I want nothing more than to be there with Henrietta as she mourns the loss of her son.  With Letty and Samretta as they cry tears for their brother.  With Euphemia as she grows up without a big brother, unable to remember his face.  I want nothing more than to hold them, cry with them, be home with them.  But instead I am here.  Thousands of miles away.

As I went running this morning, thoughts and emotions went senselessly running through my head.  I wrote this in my frustration…




bleeding tears of Africa

what is this life
    that so easily falls away?
it ebbs & flows, and flows & ebbs
    but where does it go but spiraling down
losing grip on the life line, that runs dry too soon

 if life can fall
    without permission, without consent
where does it land if we only see darkness of the place we have been?
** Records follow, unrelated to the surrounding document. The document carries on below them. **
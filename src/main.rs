use schoolboard::server::{
    composition::Composition, config::Config, error::AppError, logging, startup,
};

#[tokio::main]
async fn main() -> Result<(), AppError> {
    dotenvy::dotenv().ok();
    let config = Config::from_env()?;

    logging::init(config.environment);

    let db = startup::connect_to_database(&config).await?;

    tracing::info!("Starting server in {} mode", config.environment);

    let mut app = Composition::application(db)
        .compile()?
        .listen(config.bind_address())
        .await?;

    startup::shutdown_signal().await;
    tracing::info!("Shutting down");

    app.shutdown().await
}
there is a time, you say, a season for all
    to live and to die,
        to laugh and to cry
the cyclical rhythms of lifelines with nobody dancing
only marching the drudge of mourning existence

the sun rises and sets
hurries back to begin – but beginning of end is all in the same as tears of the weary,
torn part by injustice whose toil and trial bring forth absence of trusting

no respite, no answers, no breeze of reward
    for the work of one's hands becomes nothing to gain - all things are wearisome, more than can bear, in this life that can fall to the depths of what came

the wind blows to the south, the east and the west
    then turns to the north, only twirling and whirling back to begin
no avail to move forth beyond falling again
   
if we catch hope in the breeze, a breath of fresh life - then
    slipping and sliding through a fingerless grasp
           
Africa dies too soon.


…and yet, “we know that in all things God works for the good of those who love Him”
Romans 8:28

I can’t deny the comfort in the promises our God offers.  Henrietta often spoke of these promises.  Her trust in our God and her faith in His will inspire me always.  She had nothing, and yet she has everything.  And now even more has been taken away.  But I am comforted knowing that our God is by her side, when I cannot be.  He is her rock, her strength, her comfort.  Hensley is home with his Father.  Released from the toil of trials of life in Africa.  It is not for him I mourn, but for those he has left behind.  On this earth we are not at home.  Not in Africa, not in America.  Henlsey is home.  We are just here until our time comes to join him.

1 comment:

  1. I didn't know Hensley or the Wilsons but I did know them, through all you have shared about them. My heart aches for them and for you. Thank you for the beautiful words that help us reach the "peace that passes understanding." Love you.